The Murder Mystery activity is another one credited to a workshop with the late Paul Ginnis some years back. The details can be found in his book.
This idea goes along with the lesson “Negative Communication” in the Love and Marriage chapter. However, the murder mystery is an excellent problem-solving and collaboration activity that can be applied to any content. I also like to use it for complicated studies.
How the murder mystery works
Like all good activities, the murder mystery is reliant on students solving a problem (…or a mystery). You pose the problem/question to students, and they work in small groups to try to solve it. The individual details needed to piece together in order to solve the mystery are on individual cards. Place these face down in the middle of the group and they’re distributed evenly to all group members.
The rules are rather simple:
- Students can only read their own cards
- They have to listen to what other students say – they can’t swap cards, place them on the table or read someone else’s
- It is a race to be the first group to solve the mystery
In Paul’s workshop his catch phrase was “the devil’s in the detail.” And he was so right. Small things like laminating the cards, using colour card and adding a dramatic pause before the start of the activity all help to add a sense of importance to the mystery. Small details = big effects.
Who killed the marriage?
The student’s guide should help planning a murder mystery a little easier as the mystery to solve might simply be the lesson’s guiding question. In the case of the lesson I’m planning for “Negative Communication,” this is what I’ll do.
So in this lesson I’ll have students working in a group to answer this question:
- How might negative communication patterns affect a marriage?
All the details on the cards they’ll be given (see below) come from page 298-299. There are some red herrings thrown in there as well, just to keep them actively thinking and sorting information.
If you want the answer, you can read this lesson on pg. 298-299 and should be able to see it, especially in the first couple of paragraphs on pg. 299.
Download the activity resource HERE!
What I like about this activity is once you take the 30 minutes or so to plan it, you’ve got it on file for the following year/s. It’s also great for communication and getting inhibited and reserved students out of their shell. What I’ve also found as well is that competitive and out-going students who usually dominate classroom activities, suddenly find themselves having to gently coax and encourage their less-competitive and less-outgoing classmates to share and talk because they may hold some great clues to the mystery.

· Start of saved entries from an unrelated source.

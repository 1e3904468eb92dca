//! URL building utilities for the casablanca endpoints

/// Builds a basketball scoreboard URL.
///
/// # Arguments
/// * `base_url` - The scoreboard base URL
/// * `gender` - `men` or `women`
/// * `division` - `d1`, `d2` or `d3`
/// * `date` - The date in YYYY/MM/DD format
///
/// # Example
/// ```
/// use ncaa_casablanca::data_fetcher::api::build_scoreboard_url;
///
/// let url = build_scoreboard_url("https://data.ncaa.com/casablanca/scoreboard", "men", "d1", "2024/03/15");
/// assert_eq!(
///     url,
///     "https://data.ncaa.com/casablanca/scoreboard/basketball-men/d1/2024/03/15/scoreboard.json"
/// );
/// ```
pub fn build_scoreboard_url(base_url: &str, gender: &str, division: &str, date: &str) -> String {
    format!("{base_url}/basketball-{gender}/{division}/{date}/scoreboard.json")
}

/// Builds a schedule URL for any sport slug (`basketball-women`, `football`, ...).
///
/// # Example
/// ```
/// use ncaa_casablanca::data_fetcher::api::build_schedule_url;
///
/// let url = build_schedule_url("https://data.ncaa.com/casablanca/schedule", "football", "d1", "2024/09/07");
/// assert_eq!(
///     url,
///     "https://data.ncaa.com/casablanca/schedule/football/d1/2024/09/07/schedule.json"
/// );
/// ```
pub fn build_schedule_url(base_url: &str, sport: &str, division: &str, date: &str) -> String {
    format!("{base_url}/{sport}/{division}/{date}/schedule.json")
}

/// Separates the parts of a cache key. Never occurs in slugs or dates.
const CACHE_KEY_SEPARATOR: char = '\u{1f}';

/// Creates a cache key for one endpoint call from the endpoint name and its arguments.
pub fn create_cache_key(endpoint: &str, args: &[&str]) -> String {
    let mut key = String::from(endpoint);
    for arg in args {
        key.push(CACHE_KEY_SEPARATOR);
        key.push_str(arg);
    }
    key
}
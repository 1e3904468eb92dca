pub mod game;
pub mod responses;

pub use game::{Conference, Game, GameState, GameWrapper, Team, TeamNames, VideoState, Weather};
pub use responses::{ScheduleResponse, ScoreboardResponse};
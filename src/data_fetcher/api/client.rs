//! HTTP-backed casablanca client

use async_trait::async_trait;
use reqwest::Client;
use tracing::instrument;

use super::http_client::{create_http_client_with_timeout, fetch_json};
use super::urls::{build_schedule_url, build_scoreboard_url};
use crate::config::Config;
use crate::constants::{DEFAULT_HTTP_TIMEOUT_SECONDS, urls};
use crate::data_fetcher::models::{ScheduleResponse, ScoreboardResponse};
use crate::data_fetcher::source::DataSource;
use crate::error::AppError;

/// Talks to the scoreboard and schedule endpoints. Holds no cache of its own.
#[derive(Debug, Clone)]
pub struct CasablancaClient {
    client: Client,
    scoreboard_base_url: String,
    schedule_base_url: String,
}

impl CasablancaClient {
    pub fn new(
        scoreboard_base_url: impl Into<String>,
        schedule_base_url: impl Into<String>,
        timeout_seconds: u64,
    ) -> Result<Self, AppError> {
        Ok(Self {
            client: create_http_client_with_timeout(timeout_seconds, None)?,
            scoreboard_base_url: trim_base(scoreboard_base_url.into()),
            schedule_base_url: trim_base(schedule_base_url.into()),
        })
    }

    /// Client against the public NCAA endpoints with the default timeout.
    pub fn with_defaults() -> Result<Self, AppError> {
        Self::new(
            urls::CASABLANCA_SCOREBOARD_BASE_URL,
            urls::CASABLANCA_SCHEDULE_BASE_URL,
            DEFAULT_HTTP_TIMEOUT_SECONDS,
        )
    }

    pub fn from_config(config: &Config) -> Result<Self, AppError> {
        Self::new(
            config.scoreboard_base_url.clone(),
            config.schedule_base_url.clone(),
            config.http_timeout_seconds,
        )
    }

    pub fn scoreboard_base_url(&self) -> &str {
        &self.scoreboard_base_url
    }

    pub fn schedule_base_url(&self) -> &str {
        &self.schedule_base_url
    }
}

fn trim_base(url: String) -> String {
    url.trim_end_matches('/').to_string()
}

#[async_trait]
impl DataSource for CasablancaClient {
    #[instrument(skip(self))]
    async fn get_scoreboard(
        &self,
        gender: &str,
        division: &str,
        date: &str,
    ) -> Result<ScoreboardResponse, AppError> {
        let url = build_scoreboard_url(&self.scoreboard_base_url, gender, division, date);
        fetch_json(&self.client, &url).await
    }

    #[instrument(skip(self))]
    async fn get_schedule(
        &self,
        sport: &str,
        division: &str,
        date: &str,
    ) -> Result<ScheduleResponse, AppError> {
        let url = build_schedule_url(&self.schedule_base_url, sport, division, date);
        fetch_json(&self.client, &url).await
    }
}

The activity works best when the answer is clear and objective (which it arguably isn’t in my example in this post). For this marriage murder mystery I’ll be telling students that they have to come to me as a group when they think they’ve got the answer and I’ll randomly ask one student from the group to explain it to me (and I’ll be choosing carefully from the group 🙂 ). If that one student can do it effectively, they “win.” They’ll all need to also write the answer in their workbooks.
The material in this lesson is golden for two topics in the Human Relationships option:
- The role of communication
- Why relationships may change or end
As a hook for this lesson, I like to show this video of Gottman explaining his “Four Horsemen of the Apocalypse.”

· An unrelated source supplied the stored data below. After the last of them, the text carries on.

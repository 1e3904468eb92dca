use crate::constants::{self, env_vars, urls};
use crate::error::AppError;
use serde::{Deserialize, Serialize};
use std::path::Path;
use tokio::fs;
use tokio::io::AsyncWriteExt;

pub mod paths;
pub mod validation;

use paths::{get_config_path, get_log_dir_path};
use validation::validate_config;

/// Configuration structure for the application.
/// Handles loading, saving, and managing endpoint and cache settings.
#[derive(Debug, Serialize, Deserialize, Clone, PartialEq)]
pub struct Config {
    /// Base URL of the casablanca scoreboard endpoints.
    #[serde(default = "default_scoreboard_base_url")]
    pub scoreboard_base_url: String,
    /// Base URL of the casablanca schedule endpoints.
    #[serde(default = "default_schedule_base_url")]
    pub schedule_base_url: String,
    /// Page whose navigation lists the NCAA sports.
    #[serde(default = "default_sports_page_url")]
    pub sports_page_url: String,
    /// HTTP timeout in seconds for every request.
    #[serde(default = "default_http_timeout")]
    pub http_timeout_seconds: u64,
    /// How long scoreboard and schedule responses are reused.
    #[serde(default = "default_cache_duration")]
    pub cache_duration_seconds: u64,
    /// Path to the log file. If not specified, logs will be written to a default location.
    #[serde(default, skip_serializing_if = "Option::is_none")]
    pub log_file_path: Option<String>,
}

fn default_scoreboard_base_url() -> String {
    urls::CASABLANCA_SCOREBOARD_BASE_URL.to_string()
}

fn default_schedule_base_url() -> String {
    urls::CASABLANCA_SCHEDULE_BASE_URL.to_string()
}

fn default_sports_page_url() -> String {
    urls::NCAA_BASE_URL.to_string()
}

fn default_http_timeout() -> u64 {
    constants::DEFAULT_HTTP_TIMEOUT_SECONDS
}

fn default_cache_duration() -> u64 {
    constants::DEFAULT_CACHE_DURATION_SECONDS
}

impl Default for Config {
    fn default() -> Self {
        Config {
            scoreboard_base_url: default_scoreboard_base_url(),
            schedule_base_url: default_schedule_base_url(),
            sports_page_url: default_sports_page_url(),
            http_timeout_seconds: default_http_timeout(),
            cache_duration_seconds: default_cache_duration(),
            log_file_path: None,
        }
    }
}

impl Config {
    /// Loads configuration from the default config file location.
    /// Falls back to built-in defaults when no file exists.
    /// Environment variables can override config file values.
    ///
    /// # Environment Variables
    /// - `NCAA_SCOREBOARD_URL` - Override scoreboard base URL
    /// - `NCAA_SCHEDULE_URL` - Override schedule base URL
    /// - `NCAA_BASE_URL` - Override the sports page URL
    /// - `NCAA_HTTP_TIMEOUT` - Override HTTP timeout in seconds
    /// - `NCAA_CACHE_DURATION` - Override cache duration in seconds
    /// - `NCAA_LOG_FILE` - Override log file path
    pub async fn load() -> Result<Self, AppError> {
        Self::load_or_default(&get_config_path()).await
    }

    /// Same as [`Config::load`] but reads from an explicit path.
    pub async fn load_or_default(path: &str) -> Result<Self, AppError> {
        let mut config = if Path::new(path).exists() {
            Self::load_from_path(path).await?
        } else {
            Config::default()
        };

        config.apply_env_overrides();
        config.validate()?;

        Ok(config)
    }

    fn apply_env_overrides(&mut self) {
        if let Ok(url) = std::env::var(env_vars::SCOREBOARD_URL) {
            self.scoreboard_base_url = url;
        }

        if let Ok(url) = std::env::var(env_vars::SCHEDULE_URL) {
            self.schedule_base_url = url;
        }

        if let Ok(url) = std::env::var(env_vars::BASE_URL) {
            self.sports_page_url = url;
        }

        if let Some(timeout) = std::env::var(env_vars::HTTP_TIMEOUT)
            .ok()
            .and_then(|s| s.parse::<u64>().ok())
        {
            self.http_timeout_seconds = timeout;
        }

        if let Some(duration) = std::env::var(env_vars::CACHE_DURATION)
            .ok()
            .and_then(|s| s.parse::<u64>().ok())
        {
            self.cache_duration_seconds = duration;
        }

        if let Ok(log_file_path) = std::env::var(env_vars::LOG_FILE) {
            self.log_file_path = Some(log_file_path);
        }
    }

    /// Validates the configuration settings
    pub fn validate(&self) -> Result<(), AppError> {
        validate_config(
            &[
                ("scoreboard_base_url", &self.scoreboard_base_url),
                ("schedule_base_url", &self.schedule_base_url),
                ("sports_page_url", &self.sports_page_url),
            ],
            self.http_timeout_seconds,
            &self.log_file_path,
        )
    }

    /// Saves current configuration to the default config file location.
    pub async fn save(&self) -> Result<(), AppError> {
        let config_path = get_config_path();
        self.save_to_path(&config_path).await
    }

    /// Returns the platform-specific path for the config file.
    pub fn get_config_path() -> String {
        paths::get_config_path()
    }

    /// Returns the platform-specific path for the log directory.
    pub fn get_log_dir_path() -> String {
        paths::get_log_dir_path()
    }

    /// Displays current configuration settings to stdout.
    pub async fn display() -> Result<(), AppError> {
        let config_path = get_config_path();
        let log_dir = get_log_dir_path();
        let config = Config::load().await?;

        println!("\nCurrent Configuration");
        println!("────────────────────────────────────");
        println!("Config Location:");
        if Path::new(&config_path).exists() {
            println!("{config_path}");
        } else {
            println!("{config_path} (not created, using defaults)");
        }
        println!("────────────────────────────────────");
        println!("Scoreboard URL:");
        println!("{}", config.scoreboard_base_url);
        println!("Schedule URL:");
        println!("{}", config.schedule_base_url);
        println!("Sports Page URL:");
        println!("{}", config.sports_page_url);
        println!("────────────────────────────────────");
        println!("HTTP Timeout:");
        println!("{} seconds", config.http_timeout_seconds);
        println!("Cache Duration:");
        println!("{} seconds", config.cache_duration_seconds);
        println!("────────────────────────────────────");
        println!("Log File Location:");
        if let Some(custom_path) = &config.log_file_path {
            println!("{custom_path}");
        } else {
            println!("{log_dir}/ncaa_casablanca.log");
            println!("(Default location)");
        }

        Ok(())
    }

    /// Saves configuration to a custom file path.
    ///
    /// Creates the parent directory if it doesn't exist.
    ///
    /// # Errors
    /// * `AppError::Config` - If the provided path has no parent directory
    /// * `AppError::Io` - If there's an I/O error creating directories or writing the file
    /// * `AppError::TomlSerialize` - If there's an error serializing the configuration
    pub async fn save_to_path(&self, path: &str) -> Result<(), AppError> {
        let config_dir = Path::new(path).parent().ok_or_else(|| {
            AppError::config_error(format!("Path '{path}' has no parent directory"))
        })?;

        if !config_dir.exists() {
            fs::create_dir_all(config_dir).await?;
        }
        let content = toml::to_string_pretty(self)?;
        let mut file = fs::File::create(path).await?;
        file.write_all(content.as_bytes()).await?;
        file.flush().await?;
        Ok(())
    }

    /// Loads configuration from a custom file path without env overrides.
    pub async fn load_from_path(path: &str) -> Result<Self, AppError> {
        let content = fs::read_to_string(path).await?;
        let config: Config = toml::from_str(&content)?;
        Ok(config)
    }
}

#[cfg(test)]
mod tests {
    use super::*;
    use serial_test::serial;
    use tempfile::tempdir;

    fn clear_env() {
        // SAFETY: tests touching the environment are serialized with #[serial]
        unsafe {
            for var in [
                env_vars::SCOREBOARD_URL,
                env_vars::SCHEDULE_URL,
                env_vars::BASE_URL,
                env_vars::HTTP_TIMEOUT,
                env_vars::CACHE_DURATION,
                env_vars::LOG_FILE,
            ] {
                std::env::remove_var(var);
            }
        }
    }

    #[tokio::test]
    async fn test_config_load_existing_file() {
        let temp_dir = tempdir().unwrap();
        let config_path = temp_dir.path().join("config.toml");
        let config_path_str = config_path.to_string_lossy();

        let config_content = r#"
scoreboard_base_url = "https://scores.example.com"
http_timeout_seconds = 3
"#;
        tokio::fs::write(&config_path, config_content)
            .await
            .unwrap();

        let config = Config::load_from_path(&config_path_str).await.unwrap();

        assert_eq!(config.scoreboard_base_url, "https://scores.example.com");
        assert_eq!(config.http_timeout_seconds, 3);
        // Omitted fields fall back to defaults
        assert_eq!(
            config.schedule_base_url,
            urls::CASABLANCA_SCHEDULE_BASE_URL
        );
        assert_eq!(
            config.cache_duration_seconds,
            constants::DEFAULT_CACHE_DURATION_SECONDS
        );
        assert_eq!(config.log_file_path, None);
    }

    #[tokio::test]
    async fn test_config_save_and_reload() {
        let temp_dir = tempdir().unwrap();
        let config_path = temp_dir.path().join("nested").join("config.toml");
        let config_path_str = config_path.to_string_lossy();
        let config = Config {
            cache_duration_seconds: 60,
            log_file_path: Some("/custom/log/path".to_string()),
            ..Config::default()
        };
        config.save_to_path(&config_path_str).await.unwrap();
        assert!(config_path.exists());

        let content = tokio::fs::read_to_string(&config_path).await.unwrap();
        assert!(content.contains("cache_duration_seconds = 60"));

        let loaded = Config::load_from_path(&config_path_str).await.unwrap();
        assert_eq!(loaded, config);
    }

    #[tokio::test]
    #[serial]
    async fn test_missing_file_uses_defaults() {
        clear_env();
        let temp_dir = tempdir().unwrap();
        let config_path = temp_dir.path().join("absent.toml");

        let config = Config::load_or_default(&config_path.to_string_lossy())
            .await
            .unwrap();
        assert_eq!(config, Config::default());
    }

    #[tokio::test]
    #[serial]
    async fn test_env_overrides_take_precedence() {
        clear_env();
        let temp_dir = tempdir().unwrap();
        let config_path = temp_dir.path().join("config.toml");
        tokio::fs::write(&config_path, "http_timeout_seconds = 5\n")
            .await
            .unwrap();

        // SAFETY: serialized with #[serial]
        unsafe {
            std::env::set_var(env_vars::SCOREBOARD_URL, "http://localhost:9000/scoreboard");
            std::env::set_var(env_vars::HTTP_TIMEOUT, "2");
            std::env::set_var(env_vars::CACHE_DURATION, "not-a-number");
        }

        let config = Config::load_or_default(&config_path.to_string_lossy())
            .await
            .unwrap();
        clear_env();

        assert_eq!(config.scoreboard_base_url, "http://localhost:9000/scoreboard");
        assert_eq!(config.http_timeout_seconds, 2);
        // Unparseable overrides are ignored
        assert_eq!(
            config.cache_duration_seconds,
            constants::DEFAULT_CACHE_DURATION_SECONDS
        );
    }

    #[tokio::test]
    #[serial]
    async fn test_invalid_env_url_fails_validation() {
        clear_env();
        let temp_dir = tempdir().unwrap();
        let config_path = temp_dir.path().join("config.toml");

        // SAFETY: serialized with #[serial]
        unsafe {
            std::env::set_var(env_vars::SCHEDULE_URL, "ftp://nope");
        }
        let result = Config::load_or_default(&config_path.to_string_lossy()).await;
        clear_env();

        assert!(matches!(result, Err(AppError::Config(_))));
    }

    #[tokio::test]
    async fn test_malformed_toml_is_reported() {
        let temp_dir = tempdir().unwrap();
        let config_path = temp_dir.path().join("config.toml");
        tokio::fs::write(&config_path, "http_timeout_seconds = \"ten\"")
            .await
            .unwrap();

        let result = Config::load_from_path(&config_path.to_string_lossy()).await;
        assert!(matches!(result, Err(AppError::TomlDeserialize(_))));
    }
}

I used to teach all four of Gottman’s Four Horses of the Apocalypse, but now I only focus on stonewalling. This is because I think depth is better than breadth (here’s why) and also because for stonewalling we can go beyond just describing the effects of negative communication and can actually explain how this pattern of stonewalling (a.k.a wife demand/husband withdraw) can lead to marriage dissatisfaction and dissolution. This enables students to show greater understanding.
I’ve done the murder mystery many times in my lessons, but not for this particular activity yet. I’ll be sure to report back here after I try it in a couple of weeks.